Moby is another class act, returning with his 17th album All Visible Objects (Mute ★★★☆☆). Stylistically, it’s a bit all over the place, as he touches on many disparate strands of his electronic oeuvre, from euphoric techno to emotional house, slamming utopian political anthems against atmospheric ambient doodles. It may not be his most cohesive collection but when it comes to concocting sad bangers artfully combining bittersweet emotion with mesmeric dance grooves, Moby is too good to dismiss. All profits are going to a personal selection of charities, so you can dance along in lockdown and do some good at the same time.

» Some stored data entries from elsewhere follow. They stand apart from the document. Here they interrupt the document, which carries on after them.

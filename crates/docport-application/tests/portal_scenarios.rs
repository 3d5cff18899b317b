use async_trait::async_trait;
use docport_application::chat::{
    ASK_FAILED, HISTORY_CLEARED, SELECT_FILE_FIRST, UPLOAD_FAILED, UPLOADING, WEBHOOK_COPIED,
    WEBHOOK_FAILED, WEBHOOK_REJECTED,
};
use docport_application::files::{DELETE_FAILED, DELETE_REJECTED};
use docport_application::login::{CONNECT_FAILED, GENERIC_FAILURE};
use docport_application::{
    ActiveView, Alert, ChatView, FileListView, FileManager, FilesOutcome, LoginView, Portal,
    PortalUpdate, Reload, SessionController,
};
use docport_core::api::PortalApi;
use docport_core::document::{Document, DocumentId, UploadFile};
use docport_core::message::{HistoryEntry, Message};
use docport_core::route::{Language, Route};
use docport_core::session::{AccessToken, Credentials};
use docport_core::storage::{Clipboard, TokenStore};
use docport_core::webhook::WebhookDisplay;
use docport_core::{PortalError, Result};
use std::sync::{Arc, Mutex};

// ============================================================================
// Stub collaborators
// ============================================================================

struct StubPortalApi {
    calls: Mutex<Vec<String>>,
    auth_reply: Mutex<Result<String>>,
    documents: Mutex<Vec<Document>>,
    list_fails: Mutex<bool>,
    history: Mutex<Vec<HistoryEntry>>,
    upload_reply: Mutex<Result<()>>,
    delete_reply: Mutex<Result<()>>,
    ask_reply: Mutex<Result<String>>,
    webhook_reply: Mutex<Result<String>>,
    next_id: Mutex<u64>,
}

impl StubPortalApi {
    fn new() -> Self {
        Self {
            calls: Mutex::new(Vec::new()),
            auth_reply: Mutex::new(Ok("abc123".to_string())),
            documents: Mutex::new(Vec::new()),
            list_fails: Mutex::new(false),
            history: Mutex::new(Vec::new()),
            upload_reply: Mutex::new(Ok(())),
            delete_reply: Mutex::new(Ok(())),
            ask_reply: Mutex::new(Ok("It contains X.".to_string())),
            webhook_reply: Mutex::new(Ok("https://portal.example.com/hook/u1".to_string())),
            next_id: Mutex::new(100),
        }
    }

    fn with_documents(self, docs: &[(&str, &str)]) -> Self {
        *self.documents.lock().unwrap() = docs.iter().map(|(id, name)| doc(id, name)).collect();
        self
    }

    fn with_history(self, entries: &[(&str, &str)]) -> Self {
        *self.history.lock().unwrap() = entries
            .iter()
            .map(|(q, a)| HistoryEntry {
                question: q.to_string(),
                answer: a.to_string(),
            })
            .collect();
        self
    }

    fn record(&self, call: impl Into<String>) {
        self.calls.lock().unwrap().push(call.into());
    }

    fn calls(&self) -> Vec<String> {
        self.calls.lock().unwrap().clone()
    }

    fn count(&self, prefix: &str) -> usize {
        self.calls().iter().filter(|c| c.starts_with(prefix)).count()
    }
}

#[async_trait]
impl PortalApi for StubPortalApi {
    async fn login(&self, credentials: &Credentials) -> Result<AccessToken> {
        self.record(format!("login {}", credentials.username));
        self.auth_reply.lock().unwrap().clone().map(AccessToken::new)
    }

    async fn register(&self, credentials: &Credentials) -> Result<AccessToken> {
        self.record(format!("register {}", credentials.username));
        self.auth_reply.lock().unwrap().clone().map(AccessToken::new)
    }

    async fn list_documents(&self, token: &AccessToken) -> Result<Vec<Document>> {
        self.record(format!("list {}", token.as_str()));
        if *self.list_fails.lock().unwrap() {
            return Err(PortalError::network("connection reset"));
        }
        Ok(self.documents.lock().unwrap().clone())
    }

    async fn upload_document(&self, _token: &AccessToken, file: &UploadFile) -> Result<()> {
        self.record(format!("upload {}", file.filename));
        self.upload_reply.lock().unwrap().clone()?;
        let mut next_id = self.next_id.lock().unwrap();
        *next_id += 1;
        self.documents.lock().unwrap().push(Document {
            id: DocumentId::new(next_id.to_string()),
            filename: file.filename.clone(),
        });
        Ok(())
    }

    async fn delete_document(&self, _token: &AccessToken, id: &DocumentId) -> Result<()> {
        self.record(format!("delete {}", id));
        self.delete_reply.lock().unwrap().clone()?;
        self.documents.lock().unwrap().retain(|d| &d.id != id);
        Ok(())
    }

    async fn chat_history(&self, _token: &AccessToken) -> Result<Vec<HistoryEntry>> {
        self.record("history");
        Ok(self.history.lock().unwrap().clone())
    }

    async fn ask(&self, _token: &AccessToken, question: &str, language: &Language) -> Result<String> {
        self.record(format!("ask {}|{}", question, language));
        self.ask_reply.lock().unwrap().clone()
    }

    async fn webhook_url(&self, _token: &AccessToken) -> Result<String> {
        self.record("webhook");
        self.webhook_reply.lock().unwrap().clone()
    }
}

#[derive(Default)]
struct MemoryTokenStore {
    value: Mutex<Option<String>>,
}

impl MemoryTokenStore {
    fn holding(token: &str) -> Self {
        Self {
            value: Mutex::new(Some(token.to_string())),
        }
    }

    fn value(&self) -> Option<String> {
        self.value.lock().unwrap().clone()
    }
}

impl TokenStore for MemoryTokenStore {
    fn load(&self) -> Result<Option<String>> {
        Ok(self.value())
    }

    fn save(&self, token: &str) -> Result<()> {
        *self.value.lock().unwrap() = Some(token.to_string());
        Ok(())
    }

    fn clear(&self) -> Result<()> {
        *self.value.lock().unwrap() = None;
        Ok(())
    }
}

#[derive(Default)]
struct RecordingClipboard {
    text: Option<String>,
}

impl Clipboard for RecordingClipboard {
    fn set_text(&mut self, text: &str) -> Result<()> {
        self.text = Some(text.to_string());
        Ok(())
    }
}

fn doc(id: &str, name: &str) -> Document {
    Document {
        id: DocumentId::new(id),
        filename: name.to_string(),
    }
}

fn token() -> AccessToken {
    AccessToken::new("abc123")
}

fn en() -> Language {
    Language::default()
}

async fn mounted_chat(api: &Arc<StubPortalApi>) -> ChatView {
    let mut chat = ChatView::new(api.clone(), token(), en());
    chat.mount().await;
    chat
}

fn filenames(chat: &ChatView) -> Vec<String> {
    chat.files()
        .documents()
        .iter()
        .map(|d| d.filename.clone())
        .collect()
}

// ============================================================================
// Session and login
// ============================================================================

#[tokio::test]
async fn test_login_authenticates_and_navigates_to_chat() {
    let api = Arc::new(StubPortalApi::new());
    let store = Arc::new(MemoryTokenStore::default());
    let session = SessionController::restore(store.clone(), en());
    let mut portal = Portal::new(api.clone(), session);
    assert_eq!(portal.route(), &Route::Login);

    let login = portal.login_view().unwrap();
    login.set_username("alice");
    login.set_password("pw");
    let request = portal.submit_login().unwrap();
    let alerts = portal
        .drive(PortalUpdate {
            alerts: Vec::new(),
            requests: vec![request],
        })
        .await;

    assert!(alerts.is_empty());
    assert_eq!(portal.session().token().unwrap().as_str(), "abc123");
    assert_eq!(portal.route().path(), "/en");
    assert_eq!(store.value().as_deref(), Some("abc123"));
    assert!(matches!(portal.view(), ActiveView::Chat(_)));
    // the chat surface mounted and loaded its data
    assert_eq!(api.count("history"), 1);
    assert_eq!(api.count("list abc123"), 1);
    assert_eq!(api.calls()[0], "login alice");
}

#[tokio::test]
async fn test_failed_login_shows_server_detail() {
    let api = Arc::new(StubPortalApi::new());
    *api.auth_reply.lock().unwrap() = Err(PortalError::server(
        401,
        Some("Incorrect username or password".into()),
    ));
    let session = SessionController::restore(Arc::new(MemoryTokenStore::default()), en());
    let mut portal = Portal::new(api.clone(), session);

    let login = portal.login_view().unwrap();
    login.set_username("alice");
    login.set_password("wrong");
    let request = portal.submit_login().unwrap();
    portal
        .drive(PortalUpdate {
            alerts: Vec::new(),
            requests: vec![request],
        })
        .await;

    assert!(!portal.session().is_authenticated());
    assert_eq!(portal.route(), &Route::Login);
    let login = portal.login_view().unwrap();
    assert_eq!(login.error(), Some("Incorrect username or password"));
    assert!(!login.is_pending());
}

#[tokio::test]
async fn test_login_error_texts() {
    let api = Arc::new(StubPortalApi::new());
    let mut login = LoginView::new(api.clone());
    login.set_username("alice");
    login.set_password("pw");

    *api.auth_reply.lock().unwrap() = Err(PortalError::network("connection refused"));
    assert_eq!(login.submit().await.unwrap(), None);
    assert_eq!(login.error(), Some(CONNECT_FAILED));

    *api.auth_reply.lock().unwrap() = Err(PortalError::server(500, None));
    assert_eq!(login.submit().await.unwrap(), None);
    assert_eq!(login.error(), Some(GENERIC_FAILURE));

    *api.auth_reply.lock().unwrap() = Ok("abc123".into());
    let issued = login.submit().await.unwrap();
    assert_eq!(issued.map(|t| t.as_str().to_string()), Some("abc123".into()));
    assert_eq!(login.error(), None);
}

Moby performing at the 2003 Glastonbury Festival Credit: Reuters

Atlanta native Navaydius Wilburn (aka Future) is one of the architects and current prime practioners of the spacey, narcoleptic, auto tuned sing song sound prevalent in hip hop at the moment. It has a monotone yet dreamy ambience you can drift away to, if you don’t pay much attention to what he is actually rapping about. Now, we all know a middle aged white British rock critic is not the target audience for his new album High Off Life (Freebandz / Sony ★★☆☆☆). He hails from and writes about a very different world to me and has succeeded with very different challenges and priorities. Throughout decades of listening to and enjoying hip hop, I have had to take such matters into account whilst contemplating lyrical attitudes that I might find personally reprehensible. But rap has been around for four decades now, and you might have hoped it would have evolved beyond this kind of backwards, deeply misogynist, abusively macho, greed- and status-obsessed posturing.

If a rock band sang songs like this, they would be banned from the radio and picketed at every performance. Future, meanwhile, has got to number one in the middle a global crisis with a facile, boastful bling anthem, Life Is Good, his current collaboration with Drake. There is, as ever in the arts, no accounting for taste.